Instructions for the task: Pick every line out of the entries below that has the string "IString", and copy it.

>>>

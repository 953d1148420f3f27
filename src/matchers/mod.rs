//! Matching driver families: per-driver compiled index, insertion, and
//! per-request match.
//!
//! Grounded on `original_source/src/checker.c`'s `rmatch_*`/`rins_*`
//! function table. Driver dispatch is a tagged enum here (per spec.md §9's
//! redesign note) rather than the original's untyped function pointers.

pub mod ip;

use wildmatch::WildMatch;

use crate::container::BstIndex;
use crate::geoip::GeoipLookup;
use crate::resolver::Resolver;
use crate::tls::TlsCache;
use ip::IpRecord;

/// Driver kind as named in a `checker =` config line.
#[derive(Debug, Clone, Copy, PartialEq, Eq)]
pub enum DriverKind {
    Dummy,
    String,
    IString,
    Match,
    IMatch,
    Regex,
    IRegex,
    Pcre,
    IPcre,
    Ip,
    Resolve,
    Dresolve,
    Ssl,
    Geoip2,
}

impl DriverKind {
    pub fn parse(s: &str) -> Option<Self> {
        Some(match s {
            "dummy" => DriverKind::Dummy,
            "string" => DriverKind::String,
            "istring" => DriverKind::IString,
            "match" => DriverKind::Match,
            "imatch" => DriverKind::IMatch,
            "regex" => DriverKind::Regex,
            "iregex" => DriverKind::IRegex,
            "pcre" => DriverKind::Pcre,
            "ipcre" => DriverKind::IPcre,
            "ip" => DriverKind::Ip,
            "resolve" => DriverKind::Resolve,
            "dresolve" => DriverKind::Dresolve,
            "ssl" => DriverKind::Ssl,
            "geoip2" => DriverKind::Geoip2,
            _ => return None,
        })
    }
}

/// The compiled, driver-specific index attached to a checker after init.
pub enum DriverIndex {
    Dummy,
    Exact {
        index: BstIndex<String>,
        case_insensitive: bool,
    },
    Glob {
        patterns: Vec<(WildMatch, String)>,
        case_insensitive: bool,
    },
    Regex {
        patterns: Vec<(regex::Regex, String)>,
        case_insensitive: bool,
    },
    Pcre {
        patterns: Vec<(pcre2::bytes::Regex, String)>,
        case_insensitive: bool,
    },
    Ip {
        index: BstIndex<IpRecord>,
    },
    Resolve {
        index: BstIndex<IpRecord>,
    },
    Dresolve {
        hosts: Vec<String>,
    },
    Ssl,
    Geoip2,
}

impl DriverIndex {
    pub fn new_empty(kind: DriverKind) -> Self {
        match kind {
            DriverKind::Dummy => DriverIndex::Dummy,
            DriverKind::String => DriverIndex::Exact {
                index: BstIndex::new(),
                case_insensitive: false,
            },
            DriverKind::IString => DriverIndex::Exact {
                index: BstIndex::new(),
                case_insensitive: true,
            },
            DriverKind::Match => DriverIndex::Glob {
                patterns: Vec::new(),
                case_insensitive: false,
            },
            DriverKind::IMatch => DriverIndex::Glob {
                patterns: Vec::new(),
                case_insensitive: true,
            },
            DriverKind::Regex => DriverIndex::Regex {
                patterns: Vec::new(),
                case_insensitive: false,
            },
            DriverKind::IRegex => DriverIndex::Regex {
                patterns: Vec::new(),
                case_insensitive: true,
            },
            DriverKind::Pcre => DriverIndex::Pcre {
                patterns: Vec::new(),
                case_insensitive: false,
            },
            DriverKind::IPcre => DriverIndex::Pcre {
                patterns: Vec::new(),
                case_insensitive: true,
            },
            DriverKind::Ip => DriverIndex::Ip {
                index: BstIndex::new(),
            },
            DriverKind::Resolve => DriverIndex::Resolve {
                index: BstIndex::new(),
            },
            DriverKind::Dresolve => DriverIndex::Dresolve { hosts: Vec::new() },
            DriverKind::Ssl => DriverIndex::Ssl,
            DriverKind::Geoip2 => DriverIndex::Geoip2,
        }
    }

    /// Insert one record line from a source's text. Insertion policy for
    /// every driver is "insert if absent, else drop the incoming record"
    /// (spec.md §4.3.2).
    pub fn insert(&mut self, line: &str) {
        let line = line.trim();
        if line.is_empty() {
            return;
        }
        match self {
            DriverIndex::Dummy | DriverIndex::Ssl | DriverIndex::Geoip2 => {}
            DriverIndex::Exact {
                index,
                case_insensitive,
            } => {
                let ci = *case_insensitive;
                index.find_or_insert(line.to_string(), move |a, b| {
                    if ci {
                        a.to_ascii_lowercase().cmp(&b.to_ascii_lowercase())
                    } else {
                        a.cmp(b)
                    }
                });
            }
            DriverIndex::Glob {
                patterns,
                case_insensitive,
            } => {
                if patterns.iter().any(|(_, text)| text == line) {
                    return;
                }
                let pattern = if *case_insensitive {
                    WildMatch::new(&line.to_ascii_lowercase())
                } else {
                    WildMatch::new(line)
                };
                patterns.push((pattern, line.to_string()));
            }
            DriverIndex::Regex {
                patterns,
                case_insensitive,
            } => {
                if patterns.iter().any(|(_, text)| text == line) {
                    return;
                }
                match regex::RegexBuilder::new(line)
                    .case_insensitive(*case_insensitive)
                    .build()
                {
                    Ok(re) => patterns.push((re, line.to_string())),
                    Err(err) => log::warn!("regex driver: invalid pattern '{line}': {err}"),
                }
            }
            DriverIndex::Pcre {
                patterns,
                case_insensitive,
            } => {
                if patterns.iter().any(|(_, text)| text == line) {
                    return;
                }
                match pcre2::bytes::RegexBuilder::new()
                    .anchored(true)
                    .caseless(*case_insensitive)
                    .build(line)
                {
                    Ok(re) => patterns.push((re, line.to_string())),
                    Err(err) => log::warn!("pcre driver: invalid pattern '{line}': {err}"),
                }
            }
            DriverIndex::Ip { index } => match ip::parse_ip_spec(line) {
                Some(rec) => {
                    index.find_or_insert(rec, ip::cmp_ip);
                }
                None => log::warn!("ip driver: unparseable entry '{line}'"),
            },
            DriverIndex::Resolve { index } => match ip::parse_ip_spec(line) {
                Some(rec) => {
                    index.find_or_insert(rec, ip::cmp_ip);
                }
                None => log::warn!("resolve driver: unparseable entry '{line}'"),
            },
            DriverIndex::Dresolve { hosts } => {
                if !hosts.iter().any(|h| h == line) {
                    hosts.push(line.to_string());
                }
            }
        }
    }
}

/// Per-request resources shared by all drivers that need them (DNS,
/// TLS probe, GeoIP). Checker indices themselves are read-only after init
/// and need no lock (spec.md §5).
pub struct MatchContext<'a> {
    pub resolver: &'a Resolver,
    pub tls_cache: &'a TlsCache,
    pub geoip: &'a GeoipLookup,
}

/// Outcome of a successful match: optionally carries a return annotation
/// merged into the response (§4.3, ssl/geoip2).
pub struct MatchOutcome {
    pub annotation: Option<String>,
}

impl MatchOutcome {
    fn plain() -> Self {
        MatchOutcome { annotation: None }
    }
    fn with(annotation: String) -> Self {
        MatchOutcome {
            annotation: Some(annotation),
        }
    }
}

/// Attempt to match `token` (the request token at the checker's configured
/// field index) against `index`. `next_token` is the token immediately
/// following it, used only by the `ssl` driver to read an optional port.
pub fn try_match(
    index: &DriverIndex,
    token: &str,
    next_token: Option<&str>,
    ctx: &MatchContext,
) -> Option<MatchOutcome> {
    match index {
        DriverIndex::Dummy => Some(MatchOutcome::plain()),
        DriverIndex::Exact {
            index,
            case_insensitive,
        } => {
            let ci = *case_insensitive;
            let key = token.to_string();
            index
                .find(&key, move |a, b| {
                    if ci {
                        a.to_ascii_lowercase().cmp(&b.to_ascii_lowercase())
                    } else {
                        a.cmp(b)
                    }
                })
                .map(|_| MatchOutcome::plain())
        }
        DriverIndex::Glob {
            patterns,
            case_insensitive,
        } => {
            let subject = if *case_insensitive {
                token.to_ascii_lowercase()
            } else {
                token.to_string()
            };
            let mut found = false;
            for (pattern, _) in patterns {
                if pattern.matches(&subject) {
                    found = true;
                    break;
                }
            }
            found.then(MatchOutcome::plain)
        }
        DriverIndex::Regex { patterns, .. } => {
            patterns.iter().any(|(re, _)| re.is_match(token)).then(MatchOutcome::plain)
        }
        DriverIndex::Pcre { patterns, .. } => patterns
            .iter()
            .any(|(re, _)| re.find(token.as_bytes()).ok().flatten().is_some())
            .then(MatchOutcome::plain),
        DriverIndex::Ip { index } => {
            let query = ip::parse_query_ip(token)?;
            find_ip(index, &query).map(|_| MatchOutcome::plain())
        }
        DriverIndex::Resolve { index } => {
            let resolved = ctx.resolver.resolve(token);
            for addr in resolved {
                let query = ip::IpRecord::query(u32::from(addr));
                if find_ip(index, &query).is_some() {
                    return Some(MatchOutcome::plain());
                }
            }
            None
        }
        DriverIndex::Dresolve { hosts } => {
            let query_ip: std::net::Ipv4Addr = token.parse().ok()?;
            for host in hosts {
                let resolved = ctx.resolver.resolve(host);
                if resolved.contains(&query_ip) {
                    return Some(MatchOutcome::plain());
                }
            }
            None
        }
        DriverIndex::Ssl => {
            let port: u16 = next_token.and_then(|p| p.parse().ok()).unwrap_or(443);
            let code = ctx.tls_cache.verify(token, port, ctx.resolver);
            Some(MatchOutcome::with(format!("ssl_error={code}")))
        }
        DriverIndex::Geoip2 => {
            let info = ctx.geoip.lookup(token, ctx.resolver);
            Some(MatchOutcome::with(format!(
                "geoip2_continent='{}' geoip2_country='{}' geoip2_city='{}'",
                info.continent, info.country, info.city
            )))
        }
    }
}

fn find_ip(index: &BstIndex<IpRecord>, query: &IpRecord) -> Option<()> {
    index.find(query, ip::cmp_ip).map(|_| ())
}

#[cfg(test)]
mod tests {
    use super::*;

    fn ctx<'a>(resolver: &'a Resolver, tls: &'a TlsCache, geoip: &'a GeoipLookup) -> MatchContext<'a> {
        MatchContext {
            resolver,
            tls_cache: tls,
            geoip,
        }
    }

    #[test]
    fn exact_string_driver() {
        let mut index = DriverIndex::new_empty(DriverKind::String);
        index.insert("ceo.example");
        let resolver = Resolver::new(1, 1);
        let tls = TlsCache::new(1, 1, None);
        let geoip = GeoipLookup::open("/nonexistent.mmdb").unwrap();
        let c = ctx(&resolver, &tls, &geoip);
        assert!(try_match(&index, "ceo.example", None, &c).is_some());
        assert!(try_match(&index, "bob.example", None, &c).is_none());
    }

    #[test]
    fn shell_glob_driver() {
        let mut index = DriverIndex::new_empty(DriverKind::Match);
        index.insert("*.example.com");
        let resolver = Resolver::new(1, 1);
        let tls = TlsCache::new(1, 1, None);
        let geoip = GeoipLookup::open("/nonexistent.mmdb").unwrap();
        let c = ctx(&resolver, &tls, &geoip);
        assert!(try_match(&index, "foo.example.com", None, &c).is_some());
        assert!(try_match(&index, "foo.example.org", None, &c).is_none());
    }

    #[test]
    fn ip_driver_cidr_note() {
        let mut index = DriverIndex::new_empty(DriverKind::Ip);
        index.insert("10.0.0.0/8");
        index.insert("192.168.0.0/16");
        let resolver = Resolver::new(1, 1);
        let tls = TlsCache::new(1, 1, None);
        let geoip = GeoipLookup::open("/nonexistent.mmdb").unwrap();
        let c = ctx(&resolver, &tls, &geoip);
        assert!(try_match(&index, "10.4.5.6", None, &c).is_some());
        assert!(try_match(&index, "172.16.0.1", None, &c).is_none());
    }
}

<<<

Your response:
    IString,
            "istring" => DriverKind::IString,
            DriverKind::IString => DriverIndex::Exact {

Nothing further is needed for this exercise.